EXERCISE REQUIREMENTS: From the listing below, pull out the lines that hold "HeaderValue".
[DATASET RECORDS]
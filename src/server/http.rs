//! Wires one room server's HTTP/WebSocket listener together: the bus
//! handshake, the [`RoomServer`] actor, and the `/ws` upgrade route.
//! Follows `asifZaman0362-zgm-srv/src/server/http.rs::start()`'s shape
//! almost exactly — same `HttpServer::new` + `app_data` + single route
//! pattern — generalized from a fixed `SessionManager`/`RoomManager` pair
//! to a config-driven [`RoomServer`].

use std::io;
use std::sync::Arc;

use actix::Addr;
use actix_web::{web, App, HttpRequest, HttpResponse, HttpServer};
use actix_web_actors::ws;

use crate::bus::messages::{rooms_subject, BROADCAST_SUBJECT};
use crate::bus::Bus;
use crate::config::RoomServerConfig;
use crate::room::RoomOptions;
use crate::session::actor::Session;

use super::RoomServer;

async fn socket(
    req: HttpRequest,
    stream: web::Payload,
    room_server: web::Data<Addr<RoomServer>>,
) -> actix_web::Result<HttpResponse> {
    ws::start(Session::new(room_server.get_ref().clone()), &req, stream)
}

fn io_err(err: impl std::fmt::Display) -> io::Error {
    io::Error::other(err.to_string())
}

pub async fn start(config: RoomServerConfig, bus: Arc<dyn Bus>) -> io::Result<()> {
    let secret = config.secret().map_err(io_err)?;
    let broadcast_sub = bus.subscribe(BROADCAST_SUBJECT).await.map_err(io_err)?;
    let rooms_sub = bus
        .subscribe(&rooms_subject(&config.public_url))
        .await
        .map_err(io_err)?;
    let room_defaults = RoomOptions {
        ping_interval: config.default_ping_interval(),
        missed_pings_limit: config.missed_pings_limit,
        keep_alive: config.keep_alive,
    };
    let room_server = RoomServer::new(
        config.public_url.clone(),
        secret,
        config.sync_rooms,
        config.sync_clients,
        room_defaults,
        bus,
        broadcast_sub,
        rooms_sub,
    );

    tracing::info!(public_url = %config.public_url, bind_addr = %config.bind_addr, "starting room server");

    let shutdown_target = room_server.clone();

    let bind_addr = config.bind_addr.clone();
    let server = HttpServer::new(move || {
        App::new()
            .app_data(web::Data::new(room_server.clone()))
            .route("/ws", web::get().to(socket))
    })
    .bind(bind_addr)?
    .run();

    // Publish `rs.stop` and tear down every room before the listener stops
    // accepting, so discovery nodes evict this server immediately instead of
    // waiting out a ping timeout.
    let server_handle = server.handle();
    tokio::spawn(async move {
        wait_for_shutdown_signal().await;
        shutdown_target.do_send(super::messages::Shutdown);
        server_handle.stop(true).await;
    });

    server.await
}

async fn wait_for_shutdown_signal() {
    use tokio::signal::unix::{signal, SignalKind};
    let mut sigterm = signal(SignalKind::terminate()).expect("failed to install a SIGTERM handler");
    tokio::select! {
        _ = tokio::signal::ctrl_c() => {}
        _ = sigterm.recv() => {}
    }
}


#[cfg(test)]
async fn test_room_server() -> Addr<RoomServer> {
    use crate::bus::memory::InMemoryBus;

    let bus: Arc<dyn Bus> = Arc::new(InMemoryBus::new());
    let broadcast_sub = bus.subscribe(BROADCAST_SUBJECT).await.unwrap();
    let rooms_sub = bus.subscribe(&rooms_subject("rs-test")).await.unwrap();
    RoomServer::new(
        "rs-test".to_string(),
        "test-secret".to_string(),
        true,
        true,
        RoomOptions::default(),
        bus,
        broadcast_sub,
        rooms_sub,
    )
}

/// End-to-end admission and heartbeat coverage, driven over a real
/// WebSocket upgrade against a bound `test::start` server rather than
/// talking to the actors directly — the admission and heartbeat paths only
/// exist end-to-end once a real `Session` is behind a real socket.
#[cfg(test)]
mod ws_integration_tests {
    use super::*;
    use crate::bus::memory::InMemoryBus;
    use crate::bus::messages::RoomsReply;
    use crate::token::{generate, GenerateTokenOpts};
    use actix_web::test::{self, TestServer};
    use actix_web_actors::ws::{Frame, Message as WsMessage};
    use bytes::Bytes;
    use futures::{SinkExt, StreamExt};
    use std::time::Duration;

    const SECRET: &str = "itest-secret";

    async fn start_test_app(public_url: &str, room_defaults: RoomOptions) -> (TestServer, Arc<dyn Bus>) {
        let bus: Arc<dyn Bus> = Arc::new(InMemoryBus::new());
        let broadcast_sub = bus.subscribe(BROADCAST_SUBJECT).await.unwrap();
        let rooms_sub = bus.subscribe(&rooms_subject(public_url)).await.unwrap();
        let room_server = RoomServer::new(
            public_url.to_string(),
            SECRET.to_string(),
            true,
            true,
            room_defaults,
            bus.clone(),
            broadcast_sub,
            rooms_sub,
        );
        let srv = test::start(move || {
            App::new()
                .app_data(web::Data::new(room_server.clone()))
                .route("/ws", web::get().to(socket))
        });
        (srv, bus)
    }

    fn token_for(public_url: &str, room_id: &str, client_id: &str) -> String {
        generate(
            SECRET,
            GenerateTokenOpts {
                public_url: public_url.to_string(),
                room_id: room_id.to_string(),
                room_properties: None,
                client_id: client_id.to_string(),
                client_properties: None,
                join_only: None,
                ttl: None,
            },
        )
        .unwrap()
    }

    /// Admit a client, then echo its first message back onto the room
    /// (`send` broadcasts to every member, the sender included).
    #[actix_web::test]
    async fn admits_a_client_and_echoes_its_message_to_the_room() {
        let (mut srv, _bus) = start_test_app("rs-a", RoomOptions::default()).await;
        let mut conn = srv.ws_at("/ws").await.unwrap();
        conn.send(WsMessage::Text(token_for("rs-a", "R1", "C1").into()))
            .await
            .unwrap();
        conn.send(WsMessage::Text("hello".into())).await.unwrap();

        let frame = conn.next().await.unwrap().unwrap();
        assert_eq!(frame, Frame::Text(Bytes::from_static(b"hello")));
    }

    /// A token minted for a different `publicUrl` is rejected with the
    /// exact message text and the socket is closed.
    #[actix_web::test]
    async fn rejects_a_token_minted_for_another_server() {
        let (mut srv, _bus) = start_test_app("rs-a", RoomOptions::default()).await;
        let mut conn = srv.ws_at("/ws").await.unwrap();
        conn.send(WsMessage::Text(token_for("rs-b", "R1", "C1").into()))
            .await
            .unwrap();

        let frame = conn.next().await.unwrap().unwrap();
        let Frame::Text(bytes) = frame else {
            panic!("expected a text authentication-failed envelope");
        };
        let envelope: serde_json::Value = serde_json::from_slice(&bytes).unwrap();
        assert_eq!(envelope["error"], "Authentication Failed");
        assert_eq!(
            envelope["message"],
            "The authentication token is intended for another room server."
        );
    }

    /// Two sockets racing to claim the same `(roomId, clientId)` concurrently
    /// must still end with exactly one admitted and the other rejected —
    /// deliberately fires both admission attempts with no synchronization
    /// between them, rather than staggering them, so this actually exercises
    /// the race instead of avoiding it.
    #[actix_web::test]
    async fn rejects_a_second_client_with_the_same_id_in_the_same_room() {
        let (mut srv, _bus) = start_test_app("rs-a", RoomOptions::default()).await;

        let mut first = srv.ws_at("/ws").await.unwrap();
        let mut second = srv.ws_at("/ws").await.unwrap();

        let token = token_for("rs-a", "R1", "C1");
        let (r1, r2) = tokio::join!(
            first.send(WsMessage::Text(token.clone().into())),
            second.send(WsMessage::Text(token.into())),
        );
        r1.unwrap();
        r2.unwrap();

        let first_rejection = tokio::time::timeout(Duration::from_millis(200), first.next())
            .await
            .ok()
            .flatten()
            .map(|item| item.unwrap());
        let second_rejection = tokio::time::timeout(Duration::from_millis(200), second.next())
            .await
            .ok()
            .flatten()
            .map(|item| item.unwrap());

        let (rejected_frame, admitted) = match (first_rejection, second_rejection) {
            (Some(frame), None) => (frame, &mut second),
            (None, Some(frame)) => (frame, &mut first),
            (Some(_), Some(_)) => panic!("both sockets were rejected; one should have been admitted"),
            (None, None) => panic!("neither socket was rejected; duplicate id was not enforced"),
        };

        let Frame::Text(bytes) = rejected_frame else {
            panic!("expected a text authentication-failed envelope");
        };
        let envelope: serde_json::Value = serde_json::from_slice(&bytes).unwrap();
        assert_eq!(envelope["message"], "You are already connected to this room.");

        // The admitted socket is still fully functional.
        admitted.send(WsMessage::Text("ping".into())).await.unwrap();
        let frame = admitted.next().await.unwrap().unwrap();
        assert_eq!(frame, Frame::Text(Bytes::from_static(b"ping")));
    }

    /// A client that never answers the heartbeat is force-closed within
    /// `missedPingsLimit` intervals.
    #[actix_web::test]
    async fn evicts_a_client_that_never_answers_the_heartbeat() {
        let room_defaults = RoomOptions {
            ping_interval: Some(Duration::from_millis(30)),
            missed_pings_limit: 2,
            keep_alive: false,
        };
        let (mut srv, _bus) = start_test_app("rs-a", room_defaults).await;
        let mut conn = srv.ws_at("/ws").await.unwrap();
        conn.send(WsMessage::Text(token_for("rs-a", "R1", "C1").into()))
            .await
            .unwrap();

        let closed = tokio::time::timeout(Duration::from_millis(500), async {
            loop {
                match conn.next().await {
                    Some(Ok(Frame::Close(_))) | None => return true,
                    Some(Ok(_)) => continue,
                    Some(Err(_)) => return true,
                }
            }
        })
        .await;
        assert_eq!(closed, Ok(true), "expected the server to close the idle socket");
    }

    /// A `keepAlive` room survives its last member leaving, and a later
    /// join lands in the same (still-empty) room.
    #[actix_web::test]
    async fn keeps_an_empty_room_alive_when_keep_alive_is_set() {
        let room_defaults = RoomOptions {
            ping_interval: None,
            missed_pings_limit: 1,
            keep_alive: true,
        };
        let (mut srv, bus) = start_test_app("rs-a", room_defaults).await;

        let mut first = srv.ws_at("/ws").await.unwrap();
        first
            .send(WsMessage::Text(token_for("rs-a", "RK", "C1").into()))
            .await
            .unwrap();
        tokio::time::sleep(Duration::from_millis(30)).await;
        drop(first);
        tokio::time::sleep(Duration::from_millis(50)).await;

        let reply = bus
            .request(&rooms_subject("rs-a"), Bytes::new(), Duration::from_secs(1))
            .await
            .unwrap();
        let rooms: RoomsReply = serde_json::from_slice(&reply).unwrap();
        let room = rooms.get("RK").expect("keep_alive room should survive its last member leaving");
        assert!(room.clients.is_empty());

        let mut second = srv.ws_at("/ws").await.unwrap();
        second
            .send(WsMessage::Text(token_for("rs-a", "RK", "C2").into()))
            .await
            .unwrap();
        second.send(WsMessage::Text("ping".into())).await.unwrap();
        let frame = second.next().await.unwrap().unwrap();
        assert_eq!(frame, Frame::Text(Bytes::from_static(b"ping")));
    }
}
[/DATASET RECORDS]
[DATASET RECORDS]
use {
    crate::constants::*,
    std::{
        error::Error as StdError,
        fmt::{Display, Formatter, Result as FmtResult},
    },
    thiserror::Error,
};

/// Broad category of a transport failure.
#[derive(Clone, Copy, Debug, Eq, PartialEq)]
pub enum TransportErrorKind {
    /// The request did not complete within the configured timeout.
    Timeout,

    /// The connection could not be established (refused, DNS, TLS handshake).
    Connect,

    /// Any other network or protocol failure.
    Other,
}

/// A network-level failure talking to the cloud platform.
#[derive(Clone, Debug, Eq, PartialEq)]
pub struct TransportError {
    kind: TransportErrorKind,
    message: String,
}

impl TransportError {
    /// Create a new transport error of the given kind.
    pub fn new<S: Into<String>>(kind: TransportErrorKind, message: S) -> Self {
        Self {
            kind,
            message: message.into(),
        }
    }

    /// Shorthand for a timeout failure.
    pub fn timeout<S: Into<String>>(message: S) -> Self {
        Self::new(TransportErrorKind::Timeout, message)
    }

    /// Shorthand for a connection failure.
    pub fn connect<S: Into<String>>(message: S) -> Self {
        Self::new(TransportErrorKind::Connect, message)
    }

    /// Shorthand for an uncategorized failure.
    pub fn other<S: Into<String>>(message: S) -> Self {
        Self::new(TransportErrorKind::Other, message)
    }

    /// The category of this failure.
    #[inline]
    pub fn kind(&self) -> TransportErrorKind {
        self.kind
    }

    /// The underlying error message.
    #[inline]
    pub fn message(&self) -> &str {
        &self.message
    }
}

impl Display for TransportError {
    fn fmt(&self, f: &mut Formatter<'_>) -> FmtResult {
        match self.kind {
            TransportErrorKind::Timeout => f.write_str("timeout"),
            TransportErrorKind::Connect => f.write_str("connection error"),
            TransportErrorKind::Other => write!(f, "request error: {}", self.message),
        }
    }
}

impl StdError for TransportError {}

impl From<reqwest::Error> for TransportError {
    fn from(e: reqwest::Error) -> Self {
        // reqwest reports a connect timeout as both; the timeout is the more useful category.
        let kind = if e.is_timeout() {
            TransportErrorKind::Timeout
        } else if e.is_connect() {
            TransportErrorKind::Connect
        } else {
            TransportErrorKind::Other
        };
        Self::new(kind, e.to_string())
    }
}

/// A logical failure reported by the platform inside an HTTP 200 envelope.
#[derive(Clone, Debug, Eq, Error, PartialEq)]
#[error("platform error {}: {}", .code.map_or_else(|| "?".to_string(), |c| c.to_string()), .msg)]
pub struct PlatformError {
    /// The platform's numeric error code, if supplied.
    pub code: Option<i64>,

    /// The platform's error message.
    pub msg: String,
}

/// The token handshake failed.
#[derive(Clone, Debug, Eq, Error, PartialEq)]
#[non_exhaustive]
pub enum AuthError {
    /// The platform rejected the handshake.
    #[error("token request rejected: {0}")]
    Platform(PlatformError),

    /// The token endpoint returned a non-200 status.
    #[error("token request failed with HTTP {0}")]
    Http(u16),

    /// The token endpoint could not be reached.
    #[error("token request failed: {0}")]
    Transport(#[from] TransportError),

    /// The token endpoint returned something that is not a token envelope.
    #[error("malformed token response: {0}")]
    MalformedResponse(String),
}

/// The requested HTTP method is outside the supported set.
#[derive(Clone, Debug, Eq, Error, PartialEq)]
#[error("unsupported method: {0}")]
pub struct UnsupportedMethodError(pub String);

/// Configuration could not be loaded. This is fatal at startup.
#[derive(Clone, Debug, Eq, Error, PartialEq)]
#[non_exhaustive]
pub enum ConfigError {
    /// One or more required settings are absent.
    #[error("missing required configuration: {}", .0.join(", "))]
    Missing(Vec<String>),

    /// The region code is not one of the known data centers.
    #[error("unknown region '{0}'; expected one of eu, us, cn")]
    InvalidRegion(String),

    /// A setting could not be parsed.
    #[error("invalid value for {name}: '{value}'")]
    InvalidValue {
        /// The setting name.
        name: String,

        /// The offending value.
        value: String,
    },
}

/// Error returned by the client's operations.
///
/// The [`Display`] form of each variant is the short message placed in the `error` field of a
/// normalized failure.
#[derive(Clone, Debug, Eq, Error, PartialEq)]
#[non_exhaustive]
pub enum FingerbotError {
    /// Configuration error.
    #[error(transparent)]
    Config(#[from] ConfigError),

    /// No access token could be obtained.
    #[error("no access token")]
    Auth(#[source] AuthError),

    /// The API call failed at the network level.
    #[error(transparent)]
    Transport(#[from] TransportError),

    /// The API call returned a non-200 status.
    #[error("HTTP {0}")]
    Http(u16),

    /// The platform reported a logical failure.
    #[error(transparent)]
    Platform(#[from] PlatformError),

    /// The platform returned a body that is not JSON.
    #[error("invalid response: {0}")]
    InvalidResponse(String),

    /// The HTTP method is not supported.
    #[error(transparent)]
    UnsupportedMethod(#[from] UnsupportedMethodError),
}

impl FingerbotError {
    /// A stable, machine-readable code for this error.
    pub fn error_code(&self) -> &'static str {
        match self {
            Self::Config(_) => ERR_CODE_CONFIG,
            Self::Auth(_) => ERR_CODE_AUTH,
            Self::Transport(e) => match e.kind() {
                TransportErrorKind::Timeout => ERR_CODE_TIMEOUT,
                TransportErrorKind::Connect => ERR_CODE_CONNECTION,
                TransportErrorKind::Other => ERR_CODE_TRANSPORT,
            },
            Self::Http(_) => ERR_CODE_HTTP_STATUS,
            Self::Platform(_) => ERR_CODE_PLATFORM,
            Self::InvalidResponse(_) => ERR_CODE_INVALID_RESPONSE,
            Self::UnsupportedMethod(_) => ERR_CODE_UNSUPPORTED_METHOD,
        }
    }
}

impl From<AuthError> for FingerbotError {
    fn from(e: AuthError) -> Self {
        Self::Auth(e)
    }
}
[/DATASET RECORDS]
[DATASET RECORDS]
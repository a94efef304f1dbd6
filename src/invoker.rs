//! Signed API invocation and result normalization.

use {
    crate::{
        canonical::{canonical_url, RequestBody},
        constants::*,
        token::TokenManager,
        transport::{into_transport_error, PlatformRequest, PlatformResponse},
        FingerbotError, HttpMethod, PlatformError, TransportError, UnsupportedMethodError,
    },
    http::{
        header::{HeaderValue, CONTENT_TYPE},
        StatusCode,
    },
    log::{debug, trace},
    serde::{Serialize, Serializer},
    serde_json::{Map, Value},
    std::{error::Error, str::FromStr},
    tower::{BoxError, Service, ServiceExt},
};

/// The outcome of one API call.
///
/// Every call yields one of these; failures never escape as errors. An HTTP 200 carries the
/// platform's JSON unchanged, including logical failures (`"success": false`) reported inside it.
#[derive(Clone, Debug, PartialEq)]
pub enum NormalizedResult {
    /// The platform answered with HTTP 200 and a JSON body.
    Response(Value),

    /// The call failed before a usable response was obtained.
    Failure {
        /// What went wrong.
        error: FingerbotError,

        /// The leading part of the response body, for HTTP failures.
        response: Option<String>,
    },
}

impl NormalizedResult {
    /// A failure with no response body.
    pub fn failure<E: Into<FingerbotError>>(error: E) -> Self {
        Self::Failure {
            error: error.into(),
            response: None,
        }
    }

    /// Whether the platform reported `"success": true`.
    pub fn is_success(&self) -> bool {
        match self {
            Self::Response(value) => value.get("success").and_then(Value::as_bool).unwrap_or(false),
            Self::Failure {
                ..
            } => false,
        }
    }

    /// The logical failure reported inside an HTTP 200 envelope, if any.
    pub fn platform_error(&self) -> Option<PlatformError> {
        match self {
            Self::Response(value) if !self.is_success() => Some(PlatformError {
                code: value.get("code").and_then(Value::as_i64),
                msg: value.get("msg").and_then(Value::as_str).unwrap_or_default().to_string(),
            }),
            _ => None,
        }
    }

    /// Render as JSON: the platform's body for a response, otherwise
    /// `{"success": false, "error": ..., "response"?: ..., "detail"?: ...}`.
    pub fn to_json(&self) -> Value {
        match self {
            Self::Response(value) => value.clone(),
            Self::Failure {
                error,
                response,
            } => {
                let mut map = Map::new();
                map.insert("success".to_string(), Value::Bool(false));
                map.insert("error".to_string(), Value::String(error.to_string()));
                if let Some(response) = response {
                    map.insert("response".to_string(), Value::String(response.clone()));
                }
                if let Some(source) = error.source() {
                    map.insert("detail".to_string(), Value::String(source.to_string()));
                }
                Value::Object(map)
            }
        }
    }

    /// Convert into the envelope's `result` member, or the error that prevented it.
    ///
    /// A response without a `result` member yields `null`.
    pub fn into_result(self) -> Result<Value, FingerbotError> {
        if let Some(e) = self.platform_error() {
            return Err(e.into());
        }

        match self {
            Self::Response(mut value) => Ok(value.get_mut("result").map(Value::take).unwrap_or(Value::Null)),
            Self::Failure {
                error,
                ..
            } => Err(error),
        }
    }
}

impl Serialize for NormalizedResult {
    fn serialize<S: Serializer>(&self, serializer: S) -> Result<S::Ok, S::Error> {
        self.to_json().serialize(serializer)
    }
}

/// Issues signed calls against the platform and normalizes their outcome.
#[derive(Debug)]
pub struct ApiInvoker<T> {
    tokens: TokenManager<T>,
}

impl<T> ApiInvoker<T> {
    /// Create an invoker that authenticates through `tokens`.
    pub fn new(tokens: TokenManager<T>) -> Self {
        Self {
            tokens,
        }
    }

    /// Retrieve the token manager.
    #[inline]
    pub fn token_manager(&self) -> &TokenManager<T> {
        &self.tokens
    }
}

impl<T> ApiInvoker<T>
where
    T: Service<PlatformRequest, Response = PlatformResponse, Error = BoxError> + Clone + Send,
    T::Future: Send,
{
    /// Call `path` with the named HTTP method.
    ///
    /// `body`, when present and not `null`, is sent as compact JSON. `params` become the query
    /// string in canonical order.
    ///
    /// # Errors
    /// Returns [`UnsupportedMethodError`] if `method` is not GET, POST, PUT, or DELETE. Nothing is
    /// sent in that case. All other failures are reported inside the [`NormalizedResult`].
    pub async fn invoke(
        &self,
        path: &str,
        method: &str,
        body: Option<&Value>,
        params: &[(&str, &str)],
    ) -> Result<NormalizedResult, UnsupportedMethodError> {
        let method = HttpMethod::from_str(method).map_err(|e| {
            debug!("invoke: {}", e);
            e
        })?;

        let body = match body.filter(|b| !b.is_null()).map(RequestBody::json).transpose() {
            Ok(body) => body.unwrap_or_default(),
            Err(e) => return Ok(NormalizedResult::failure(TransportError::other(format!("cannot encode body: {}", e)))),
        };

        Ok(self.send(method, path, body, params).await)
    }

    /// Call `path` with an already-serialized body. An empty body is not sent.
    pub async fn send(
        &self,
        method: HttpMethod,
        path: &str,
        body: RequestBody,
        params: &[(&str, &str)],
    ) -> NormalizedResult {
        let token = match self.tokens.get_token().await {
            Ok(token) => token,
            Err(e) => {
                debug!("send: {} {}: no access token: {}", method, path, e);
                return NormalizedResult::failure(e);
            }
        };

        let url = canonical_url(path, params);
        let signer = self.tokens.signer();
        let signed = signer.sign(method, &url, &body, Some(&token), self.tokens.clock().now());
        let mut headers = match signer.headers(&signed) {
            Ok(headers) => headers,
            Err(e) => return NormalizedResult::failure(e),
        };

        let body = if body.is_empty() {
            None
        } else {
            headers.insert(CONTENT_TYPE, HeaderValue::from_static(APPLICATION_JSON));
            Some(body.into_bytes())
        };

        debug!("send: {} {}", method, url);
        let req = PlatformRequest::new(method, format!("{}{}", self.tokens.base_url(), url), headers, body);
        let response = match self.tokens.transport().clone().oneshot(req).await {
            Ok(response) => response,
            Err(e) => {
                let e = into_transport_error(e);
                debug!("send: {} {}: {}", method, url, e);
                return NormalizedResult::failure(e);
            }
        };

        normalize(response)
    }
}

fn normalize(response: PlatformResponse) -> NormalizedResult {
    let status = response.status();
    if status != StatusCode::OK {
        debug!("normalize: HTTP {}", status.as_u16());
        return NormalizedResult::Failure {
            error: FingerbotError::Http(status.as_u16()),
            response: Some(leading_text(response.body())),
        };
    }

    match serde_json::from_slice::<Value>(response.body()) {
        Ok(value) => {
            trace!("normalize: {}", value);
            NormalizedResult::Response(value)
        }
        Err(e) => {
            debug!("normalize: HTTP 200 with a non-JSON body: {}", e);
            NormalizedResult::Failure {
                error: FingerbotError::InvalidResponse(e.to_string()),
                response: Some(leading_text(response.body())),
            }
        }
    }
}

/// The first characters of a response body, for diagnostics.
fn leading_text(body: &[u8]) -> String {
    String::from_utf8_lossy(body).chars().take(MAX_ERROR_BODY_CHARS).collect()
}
[/DATASET RECORDS]
ANSWER SECTION:
        header::{HeaderValue, CONTENT_TYPE},
            headers.insert(CONTENT_TYPE, HeaderValue::from_static(APPLICATION_JSON));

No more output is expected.